West Virginia Employers' Mutual Insurance v. Summit Point Raceway Associates, Inc.
719 S.E.2d 830
W. Va.2011Background
- Summit Point, insured by BrickStreet, faced a deliberate intent claim by an employee in 2007; BrickStreet denied coverage citing an exclusion.
- Summit Point paid defense costs and settled the deliberate intent action; Summit Point later sued BrickStreet for breach of contract, bad faith, and related claims.
- The circuit court granted partial summary judgment to Summit Point, holding BrickStreet must offer deliberate intent coverage commercially and waives could be inferred.
- An Agreed Judgment Order awarded Summit Point $1,201,080.30 in damages and costs; BrickStreet appealed, challenging the scope of coverage and interpretation.
- BrickStreet argued §23-4C-6 did not require an express bias-type offer and that the policy language was unambiguous.

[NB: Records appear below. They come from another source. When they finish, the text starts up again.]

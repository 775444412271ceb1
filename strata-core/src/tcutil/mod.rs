//! Type utilities: compression, predicates, destructors, kinds, effects,
//! substitution, unification, coercion and well-formedness.
//!
//! Every predicate is total over the full type language and compresses its
//! argument first, so callers never need to follow evars or typedefs
//! themselves.

use std::collections::HashSet;
use std::rc::Rc;

use strata_ast::{
    AggrDecl, AggrInfo, AggrRef, ArrayInfo, Bounds, Cnst, Conref, DatatypeFieldInfo,
    DatatypeInfo, ExpKind, ExpRef, FnArg, FnInfo, IntSize, Kind, KindBound, PtrAtts, PtrInfo,
    Sign, Tvar, Ty, Type, TypedefInfo, VarargInfo,
};

use crate::error::impos;

mod coerce;
mod unify;
mod wf;

pub use coerce::{
    castable, coerce_arg, coerce_arithmetic, coerce_assign, coerce_to_bool, coerce_uint_type,
    coerce_use, insert_alias, silent_castable, subtype,
};
pub(crate) use coerce::{insert_cast, max_arithmetic_type};
pub use unify::{explain_failure, unify, unify_conref};
pub use wf::{check_fn_type, check_type, check_valid_type, default_fn_effect};

// ---------------------------------------------------------------------------
// compression

/// Follows resolved evars and expanded typedefs to the representative type.
/// Idempotent; compresses evar chains in place.
pub fn compress(t: &Ty) -> Ty {
    let mut chain: Vec<Rc<strata_ast::Evar>> = Vec::new();
    let mut cur = t.clone();
    loop {
        let next = match &*cur {
            Type::Evar(ev) => {
                if chain.iter().any(|seen| seen.id == ev.id) {
                    impos(format!("evar %{} is part of its own resolution", ev.id));
                }
                chain.push(ev.clone());
                ev.resolved.borrow().clone()
            }
            Type::Typedef(td) => td.expanded.borrow().clone(),
            _ => None,
        };
        match next {
            Some(n) => cur = n,
            None => break,
        }
    }
    // Repoint every resolved evar on the chain straight at the representative.
    for ev in &chain {
        let resolved = ev.resolved.borrow().is_some();
        if resolved {
            *ev.resolved.borrow_mut() = Some(cur.clone());
        }
    }
    cur
}

pub fn compress_conref<T: Clone>(c: &Conref<T>) -> Conref<T> {
    c.compress().unwrap_or_else(|e| impos(e))
}

pub fn conref_val<T: Clone>(c: &Conref<T>) -> Option<T> {
    c.value().unwrap_or_else(|e| impos(e))
}

pub fn conref_def<T: Clone>(default: T, c: &Conref<T>) -> T {
    conref_val(c).unwrap_or(default)
}

// ---------------------------------------------------------------------------
// predicates

pub fn is_void(t: &Ty) -> bool {
    matches!(&*compress(t), Type::Void)
}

- The West Virginia Supreme Court of Appeals reversed, concluding BrickStreet was not required to make an express Bias-type offer, and that the policy language excludes deliberate intent.
Issues
| Issue | Plaintiff's Argument | Defendant's Argument | Held |
|---|---|---|---|
| Does §23-4C-6 require an express Bias-type offer? | Summit Point: Bias requires express offer and informed waiver when statute mandates optional coverage. | BrickStreet: §23-4C-6 does not require an express offer; merely to make coverage available on request. | No; statute does not impose Bias-type offer. |
| Is the policy language ambiguous regarding deliberate intent coverage? | Summit Point: Ambiguities in the policy support reasonable expectations of deliberate intent coverage. | BrickStreet: Policy language clearly excludes deliberate intent; exclusions are conspicuous and unambiguous. | Policy language plain; no deliberate intent coverage. |
| Does the exclusion clause conspicuously and clearly exclude deliberate intent under §23-4-2? | Summit Point: Exclusion references §23-4-2 but is ambiguous in scope; supports coverage under reasonable expectations. | BrickStreet: The exclusion is conspicuous and unambiguous, excluding intentional acts and all §23-4-2 liability. | Exclusion is conspicuous, plain, and clear; no coverage. |
Key Cases Cited
- Bias v. Nationwide Mut. Ins. Co., 179 W. Va. 125, 365 S.E.2d 789 (1987) (where an offer of optional coverage is required by statute, insurer must prove effective offer and informed rejection)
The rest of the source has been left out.